Having listened to this outburst, Klose seems abashed—he clears his throat and looks down at his coffee cup; but Selkie maintains her expression of sleek, sulky discontent. It’s evident to Fredo now, if it hasn’t been before, that she’s the ruler of the marriage. It’s also evident that her perversity colors the couple’s actions. Klose is merely a drone and she’s the one Annie will have to watch.
“What for you, Fredo?” Vinroy, looking crisp in his navy shirt and white shorts.
“Fry me up about ten of them little sausages and wrap ’em with some rolls. For now, let me have some hotcakes.”
“Coffee?” Vinroy asks.
“Yeah, mon.”
Vinroy inquires whether the German couple would like a refill of their coffee, and Selkie says, no, they have to be going. Vinroy stacks their dishes and, once he’s gone, Klose says, “You said you would have instructions for us.”
A wave of fatigue washes over Fredo.

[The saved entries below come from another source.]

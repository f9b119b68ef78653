//! Core use-case services.
//!
//! # Responsibility
//! - Orchestrate repository calls into use-case level APIs.
//! - Keep API layers and pollers decoupled from storage details.
//!
//! `tracker` is the only entry point external callers need; the other
//! modules are the engines it composes.

pub mod adherence;
pub mod error;
pub mod inventory;
pub mod reminder;
pub mod sync;
pub mod tracker;
pub mod transaction;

He sits up straight, blinks against the sunlight chuting through the glass. “I be at your place around nine o’clock. At eight-thirty, you sit down at the kitchen table and stay there. Don’t make a move until I say so. Leave the door unlocked and the window shade open so I can peer in. Wear what you got on now. That way I can see you ain’t carrying no weapon. Keep the money close by. I don’t want you have to go into another room to fetch it.”

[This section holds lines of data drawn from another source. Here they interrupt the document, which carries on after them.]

//! Tracking events and derived dose states.
//!
//! # Responsibility
//! - Define the append-only record written when a dose is taken or skipped.
//! - Define the derived per-dose projection (`DoseState`, `DoseInstance`).
//!
//! # Invariants
//! - A `TrackingEvent` is never rewritten once stored.
//! - `skip_reason` is present if and only if `status == Skipped`.
//! - `DoseState::Missed` is computed at query time and never persisted.

use crate::model::medicine::MedicineId;
use crate::model::schedule::{TimeWindow, WindowBounds};
use chrono::{DateTime, NaiveDate, Utc};
use serde::{Deserialize, Serialize};

pub const SKIP_NOTES_MAX_CHARS: usize = 500;

/// Terminal status recorded by a tracking event.
#[derive(Debug, Clone, Copy, PartialEq, Eq, Hash, Serialize, Deserialize)]
#[serde(rename_all = "snake_case")]
pub enum DoseStatus {
    Taken,
    Skipped,
}

impl DoseStatus {
    pub fn code(self) -> &'static str {
        match self {
            Self::Taken => "taken",
            Self::Skipped => "skipped",
        }
    }

    pub fn from_code(value: &str) -> Option<Self> {
        match value {
            "taken" => Some(Self::Taken),
            "skipped" => Some(Self::Skipped),
            _ => None,
        }
    }
}

/// Why a dose was skipped.
#[derive(Debug, Clone, Copy, PartialEq, Eq, Hash, Serialize, Deserialize)]
#[serde(rename_all = "snake_case")]
pub enum SkipReason {
    Forgot,
    SideEffects,
    OutOfStock,
    DoctorAdvised,
    Other,
}

impl SkipReason {
    pub fn code(self) -> &'static str {
        match self {
            Self::Forgot => "forgot",
            Self::SideEffects => "side_effects",
            Self::OutOfStock => "out_of_stock",
            Self::DoctorAdvised => "doctor_advised",
            Self::Other => "other",
        }
    }

    /// Human label shown by the device UI.
    pub fn label(self) -> &'static str {
        match self {
            Self::Forgot => "Forgot",
            Self::SideEffects => "Side effects",
            Self::OutOfStock => "Out of stock",
            Self::DoctorAdvised => "Doctor advised",
            Self::Other => "Other",
        }
    }

    /// Parses a snake_case code or a display label, case-insensitively.
    pub fn parse(value: &str) -> Option<Self> {
        let normalized = value.trim().to_ascii_lowercase().replace([' ', '-'], "_");
        match normalized.as_str() {
            "forgot" => Some(Self::Forgot),
            "side_effects" => Some(Self::SideEffects),
            "out_of_stock" => Some(Self::OutOfStock),
            "doctor_advised" => Some(Self::DoctorAdvised),
            "other" => Some(Self::Other),
            _ => None,
        }
    }
}

/// Outcome carried by a new event; keeps skip data tied to the skipped case.
#[derive(Debug, Clone, PartialEq, Eq)]
pub enum EventKind {
    Taken,
    Skipped {
        reason: SkipReason,
        notes: Option<String>,
    },
}

/// Event to append for one (medicine, date, window) dose.
#[derive(Debug, Clone, PartialEq, Eq)]
pub struct NewTrackingEvent {
    pub medicine_id: MedicineId,
    pub date: NaiveDate,
    pub time_window: TimeWindow,
    pub kind: EventKind,
    pub event_timestamp: DateTime<Utc>,
}

/// Stored tracking event.
#[derive(Debug, Clone, PartialEq, Eq, Serialize, Deserialize)]
pub struct TrackingEvent {
    /// Storage row id; increases with insertion order.
    pub id: i64,
    pub medicine_id: MedicineId,
    pub date: NaiveDate,
    pub time_window: TimeWindow,
    pub status: DoseStatus,
    pub event_timestamp: DateTime<Utc>,
    pub skip_reason: Option<SkipReason>,
    pub skip_notes: Option<String>,
}

/// Event joined with the medicine's display fields.
#[derive(Debug, Clone, PartialEq, Eq, Serialize, Deserialize)]
pub struct TrackingRecord {
    #[serde(flatten)]
    pub event: TrackingEvent,
    pub medicine_name: String,
    pub dosage: String,
}

/// Skip-history entry.
#[derive(Debug, Clone, PartialEq, Eq, Serialize, Deserialize)]
pub struct SkipRecord {
    pub medicine_id: MedicineId,
    pub medicine_name: String,
    pub dosage: String,
    pub date: NaiveDate,
    pub time_window: TimeWindow,
    pub reason: SkipReason,
    pub notes: Option<String>,
    pub skipped_at: DateTime<Utc>,
}

/// Filter for tracking-event listings. Date bounds are inclusive.
#[derive(Debug, Clone, Default, PartialEq, Eq)]
pub struct TrackingFilter {
    pub medicine_id: Option<MedicineId>,
    pub start_date: Option<NaiveDate>,
    pub end_date: Option<NaiveDate>,
    pub status: Option<DoseStatus>,
}

/// Derived state of one dose instance.
#[derive(Debug, Clone, Copy, PartialEq, Eq, Hash, Serialize, Deserialize)]
#[serde(rename_all = "snake_case")]
pub enum DoseState {
    /// No event yet and the window has not closed.
    Scheduled,
    Taken,
    Skipped,
    /// Window closed with no event.
    Missed,
}

impl From<DoseStatus> for DoseState {
    fn from(value: DoseStatus) -> Self {
        match value {
            DoseStatus::Taken => Self::Taken,
            DoseStatus::Skipped => Self::Skipped,
        }
    }
}

/// One medicine's scheduled window on one calendar date.
#[derive(Debug, Clone, PartialEq, Eq, Serialize, Deserialize)]
pub struct DoseInstance {
    pub medicine_id: MedicineId,
    pub medicine_name: String,
    pub dosage: String,
    pub with_food: bool,
    pub date: NaiveDate,
    pub time_window: TimeWindow,
    pub window: WindowBounds,
    pub state: DoseState,
}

“Would you like us to put our hands in the air?” Selkie lays the sarcasm on thick, but Fredo gives her question its due.
“Maybe, and I see something not right,” he says. “Do what I say, everything go smooth. But let me tell you this much. You ain’t dealing with no bobo tonight, so have a care.”
After Selkie and Klose leave, Vinroy brings Fredo’s food, the sausages and rolls wrapped in a tin foil packet. “I seen you scaling down the rocks earlier,” he says. “What you doing way up there?”

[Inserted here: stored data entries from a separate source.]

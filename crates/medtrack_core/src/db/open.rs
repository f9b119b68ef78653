//! Connection bootstrap utilities for SQLite.
//!
//! # Responsibility
//! - Open file or in-memory SQLite connections.
//! - Configure connection pragmas required by core behavior.
//! - Trigger schema migrations before returning a usable connection.
//!
//! # Invariants
//! - Returned connections have `foreign_keys=ON` (cascade deletes depend on it).
//! - File connections run in WAL mode so readers never wait on a writer.
//! - Returned connections have migrations fully applied.

use super::migrations::apply_migrations;
use super::{DbError, DbResult};
use log::{error, info};
use rusqlite::Connection;
use std::path::Path;
use std::time::{Duration, Instant};

const DEFAULT_BUSY_TIMEOUT: Duration = Duration::from_millis(250);

/// Connection tuning knobs.
#[derive(Debug, Clone, Copy, PartialEq, Eq)]
pub struct OpenOptions {
    /// How long SQLite itself waits on a held lock before reporting `SQLITE_BUSY`.
    pub busy_timeout: Duration,
}

impl Default for OpenOptions {
    fn default() -> Self {
        Self {
            busy_timeout: DEFAULT_BUSY_TIMEOUT,
        }
    }
}

/// Opens a SQLite database file with default options and applies all pending
/// migrations.
pub fn open_db(path: impl AsRef<Path>) -> DbResult<Connection> {
    open_db_with(path, OpenOptions::default())
}

/// Opens a SQLite database file and applies all pending migrations.
///
/// # Side effects
/// - Creates the parent directory when missing.
/// - Switches the database to WAL journaling.
/// - Emits `db_open` logging events with duration and status.
pub fn open_db_with(path: impl AsRef<Path>, options: OpenOptions) -> DbResult<Connection> {
    let path = path.as_ref();
    if let Some(parent) = path.parent() {
        if !parent.as_os_str().is_empty() {
            if let Err(err) = std::fs::create_dir_all(parent) {
                error!(
                    "event=db_open module=db status=error mode=file error_code=db_dir_create_failed error={}",
                    err
                );
                return Err(DbError::CreateDir {
                    path: parent.to_path_buf(),
                    source: err,
                });
            }
        }
    }

    bootstrap("file", options, || Connection::open(path), true)
}

/// Opens an in-memory SQLite database and applies all pending migrations.
///
/// In-memory databases are private to the returned connection.
pub fn open_db_in_memory() -> DbResult<Connection> {
    bootstrap(
        "memory",
        OpenOptions::default(),
        Connection::open_in_memory,
        false,
    )
}

fn bootstrap(
    mode: &'static str,
    options: OpenOptions,
    opener: impl FnOnce() -> rusqlite::Result<Connection>,
    use_wal: bool,
) -> DbResult<Connection> {
    let started_at = Instant::now();
    info!("event=db_open module=db status=start mode={mode}");

    let mut conn = match opener() {
        Ok(conn) => conn,
        Err(err) => {
            error!(
                "event=db_open module=db status=error mode={} duration_ms={} error_code=db_open_failed error={}",
                mode,
                started_at.elapsed().as_millis(),
                err
            );
            return Err(err.into());
        }
    };

    match configure_connection(&mut conn, options, use_wal) {
        Ok(()) => {
            info!(
                "event=db_open module=db status=ok mode={} duration_ms={}",
                mode,
                started_at.elapsed().as_millis()
            );
            Ok(conn)
        }
        Err(err) => {
            error!(
                "event=db_open module=db status=error mode={} duration_ms={} error_code=db_bootstrap_failed error={}",
                mode,
                started_at.elapsed().as_millis(),
                err
            );
            Err(err)
        }
    }
}

fn configure_connection(
    conn: &mut Connection,
    options: OpenOptions,
    use_wal: bool,
) -> DbResult<()> {
    conn.execute_batch("PRAGMA foreign_keys = ON;")?;
    conn.busy_timeout(options.busy_timeout)?;
    if use_wal {
        // journal_mode returns the resulting mode as a row.
        let _mode: String =
            conn.query_row("PRAGMA journal_mode = WAL;", [], |row| row.get(0))?;
        conn.pragma_update(None, "synchronous", "NORMAL")?;
    }
    apply_migrations(conn)?;
    Ok(())
}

“Wasting time,” says Fredo. “I used to crawl up there when I a boy and spy on the water.”
Vinroy looks perplexed. “What you expect to see?”
“Seen manta rays out past the reef.”
“I ain’t see no mantas for years.”
“None left to see, I reckon.”
Fredo spreads butter and blackberry jam on his hotcakes and cuts them into little bites. His thoughts turn to Selkie as he eats, but he pushes them aside and recalls
a big shadow coasting
through aquamarine water
over white sand,
rising explosively,
hidden by spray,
and then revealed for an instant,
the great rubbery body aloft,
strange monstrous beast
flapping black wings of muscle,
peering into unaccustomed light
with eyes opposed like a hammerhead’s,
crashing down, making a splash
like a depth charge,
becoming once again
a big shadow coasting
through aquamarine water
over white sand.
A young American couple sits at an adjoining table; they talk about mix ratios and the woman’s new rebreather. Her hair is the color of a fresh honeycomb, bleached to straw in places by the sun. She has an easy laugh, health insurance, a future. For a change, Fredo is too preoccupied to envy her beautiful blond life. He ladles more preserves onto his plate, dips a bite of pancake in it, savoring the sweetness.